Diskussion über Haushaltsanträge führt zu Kritik an Umgangsformen im Rathaus
Politiker ärgern sich über die Bürgermeisterin

Steinfurt -

Erst schubsten sich Kämmerei und Politik am Mittwochabend gegenseitig die Schuld an Zusatzanträgen für den Haushalt des kommenden Jahres zu, die zu spät für eine ordentliche Beratung in den Fraktionen eintrudelten.

Freitag, 30.11.2018, 18:20 Uhr

Dann bekam die Bürgermeisterin, die im Ausschuss für Soziales Jugend, Familie und Gesundheit gar nicht anwesend war, ihr Fett weg: Es sei grundsätzlich eine Frage, wie man miteinander umgehe, stellte der Ausschussvorsitzende Klaus Meiers ( SPD) das Verhältnis zwischen Verwaltungsspitze und Lokalpolitikern in Frage.
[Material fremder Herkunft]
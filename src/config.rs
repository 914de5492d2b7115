//! Configuration types for the call core.

use crate::error::{CallError, Result};
use serde::{Deserialize, Serialize};
use std::path::{Path, PathBuf};

/// Top-level configuration for one call-handling process.
#[derive(Debug, Clone, Default, Serialize, Deserialize)]
#[serde(default)]
pub struct CallConfig {
    /// Audio format settings.
    pub audio: AudioConfig,
    /// Voice activity detection settings.
    pub vad: VadConfig,
    /// Turn-taking and utterance buffering settings.
    pub turn: TurnConfig,
    /// Language and conversation settings.
    pub language: LanguageConfig,
    /// AI gateway connection settings.
    pub gateway: GatewayConfig,
    /// Media stream endpoint settings.
    pub server: ServerConfig,
}

impl CallConfig {
    /// Load configuration from a TOML file.
    ///
    /// # Errors
    ///
    /// Returns an error if the file cannot be read or parsed.
    pub fn load(path: &Path) -> Result<Self> {
        let raw = std::fs::read_to_string(path)?;
        toml::from_str(&raw)
            .map_err(|e| CallError::Config(format!("cannot parse {}: {e}", path.display())))
    }
}

/// Audio format configuration.
#[derive(Debug, Clone, Serialize, Deserialize)]
#[serde(default)]
pub struct AudioConfig {
    /// Sample rate of the telephony leg in Hz (companded mono).
    pub telephony_sample_rate: u32,
    /// Native sample rate of the speech synthesizer in Hz (16-bit linear).
    pub synthesis_sample_rate: u32,
    /// Duration of one outbound media frame in ms.
    pub frame_duration_ms: u32,
}

impl AudioConfig {
    /// Companded bytes in one outbound frame (one byte per sample).
    pub fn frame_bytes(&self) -> usize {
        (self.telephony_sample_rate as usize * self.frame_duration_ms as usize) / 1000
    }
}

impl Default for AudioConfig {
    fn default() -> Self {
        Self {
            telephony_sample_rate: 8_000,
            synthesis_sample_rate: 24_000,
            frame_duration_ms: 20,
        }
    }
}

/// Voice activity detection configuration.
#[derive(Debug, Clone, Serialize, Deserialize)]
#[serde(default)]
pub struct VadConfig {
    /// RMS energy threshold for speech detection, in 16-bit sample units.
    ///
    /// Chunks with RMS above this value are classified as speech.
    /// Typical values for telephone audio:
    ///   - 200: sensitive (picks up quiet speech and line noise)
    ///   - 350: normal sensitivity (default)
    ///   - 600: low sensitivity (only loud/close speech)
    pub energy_threshold: f32,
    /// Multiplier applied to the threshold while the agent is speaking.
    ///
    /// Raises the bar for barge-in so background noise cannot cut the
    /// agent off; only a clearly louder utterance counts.
    pub barge_in_multiplier: f32,
}

impl Default for VadConfig {
    fn default() -> Self {
        Self {
            energy_threshold: 350.0,
            barge_in_multiplier: 1.5,
        }
    }
}

/// Turn-taking configuration.
#[derive(Debug, Clone, Serialize, Deserialize)]
#[serde(default)]
pub struct TurnConfig {
    /// Continuous silence duration in ms that ends the caller's turn.
    pub silence_trigger_ms: u64,
    /// Minimum speech duration in ms for a turn to be processed.
    ///
    /// Rejects short noise bursts that slipped past the energy gate.
    pub min_speech_ms: u64,
    /// Utterances shorter than this many companded bytes are discarded
    /// without invoking the pipeline (~0.3 s at 8 kHz).
    pub min_utterance_bytes: usize,
    /// Hard cap on a single utterance in seconds. Reaching the cap forces
    /// an immediate turn-end regardless of the silence timer.
    pub max_utterance_secs: u64,
    /// Poll interval of the silence-check task in ms while recording.
    pub silence_check_interval_ms: u64,
    /// Silence pre-roll emitted before each synthesized reply, in ms.
    pub thinking_pause_ms: u64,
}

impl TurnConfig {
    /// Utterance cap in companded bytes at the given telephony rate.
    pub fn max_utterance_bytes(&self, telephony_sample_rate: u32) -> usize {
        self.max_utterance_secs as usize * telephony_sample_rate as usize
    }
}

impl Default for TurnConfig {
    fn default() -> Self {
        Self {
            silence_trigger_ms: 1_500,
            min_speech_ms: 500,
            min_utterance_bytes: 2_400,
            max_utterance_secs: 30,
            silence_check_interval_ms: 100,
            thinking_pause_ms: 350,
        }
    }
}

/// Language and conversation configuration.
#[derive(Debug, Clone, Serialize, Deserialize)]
#[serde(default)]
pub struct LanguageConfig {
    /// ISO-639-1 language the reasoning step runs in.
    pub working_language: String,
    /// ISO-639-1 language assumed when detection returns nothing.
    pub fallback_language: String,
    /// Maximum conversation turns kept as reasoning context. Oldest
    /// turns are discarded first (sliding window).
    pub max_history_turns: usize,
    /// Greeting spoken when the call connects, in the working language.
    pub greeting: String,
    /// Recovery message spoken after a pipeline failure, in the working
    /// language (translated to the caller's language when locked).
    pub recovery_message: String,
}

impl Default for LanguageConfig {
    fn default() -> Self {
        Self {
            working_language: "en".to_owned(),
            fallback_language: "en".to_owned(),
            max_history_turns: 20,
            greeting: "Hello! Welcome to the medical information service. Please go ahead, \
                       you may speak in any language you are comfortable with."
                .to_owned(),
            recovery_message: "I'm sorry, I didn't quite catch that. Could you please repeat \
                               your question?"
                .to_owned(),
        }
    }
}

/// AI gateway connection configuration.
#[derive(Debug, Clone, Serialize, Deserialize)]
#[serde(default)]
pub struct GatewayConfig {
    /// Base URL of the gateway, including `/v1`.
    pub base_url: String,
    /// Bearer token for authentication.
    pub api_key: String,
    /// Path to the knowledge text injected into every reasoning call.
    ///
    /// Loaded once at gateway construction and passed in explicitly —
    /// there is no process-wide knowledge singleton.
    pub knowledge_path: Option<PathBuf>,
    /// Sampling temperature for the reasoning model.
    pub temperature: f64,
    /// Maximum output tokens per reasoning call. Replies are spoken on a
    /// phone call, so this stays small.
    pub max_output_tokens: u32,
}

impl Default for GatewayConfig {
    fn default() -> Self {
        Self {
            base_url: "http://127.0.0.1:9090/v1".to_owned(),
            api_key: String::new(),
            knowledge_path: None,
            temperature: 0.4,
            max_output_tokens: 400,
        }
    }
}

/// Media stream endpoint configuration.
#[derive(Debug, Clone, Serialize, Deserialize)]
#[serde(default)]
pub struct ServerConfig {
    /// Socket address the WebSocket endpoint binds to.
    pub bind_addr: String,
}

impl Default for ServerConfig {
    fn default() -> Self {
        Self {
            bind_addr: "0.0.0.0:8080".to_owned(),
        }
    }
}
Günther Gromotka ( CDU) empörte sich darüber, dass Claudia Bögel-Hoyer (FDP) Erfolge für sich reklamiere, für die andere den Grundstein gelegt hätten. Als Beispiel nannte er die vor einigen Wochen aufgestellte Vogelnestschaukel im Bagno: „Ich habe jahrelang für ein Spielgerät an dieser Stelle gekämpft.“ Immer wieder sei er in der Verwaltung auf taube Ohren gestoßen, obwohl er bereits genaue Pläne für die Finanzierung und Ausführung verbreitet habe. „Und auf einmal steht die Frau Bürgermeisterin mit einem Bild in der Zeitung, mit einem Sponsor, der die Schaukel bezahlt hat“, machte Gromotka deutlich, dass er von derartigen Alleingängen nicht viel hält.

Aus den Reihen der meisten anderen Ausschussmitglieder erhielt er zustimmendes Kopfnicken. „Es gibt viele Punkte, die da einmal angesprochen werden müssen – das geht so überhaupt nicht mehr“, beschrieb Dr. Reinhold Dankel (FWS) das Verhältnis zwischen sich und der Bürgermeisterin.

Weil die Kritisierte aber nunmal gar nicht anwesend war, einigten sich die Ausschussmitglieder darauf, ihre Unmutsäußerungen für diesen Abend einzustellen und sie bei einem Treffen mit der Bürgermeisterin anzusprechen.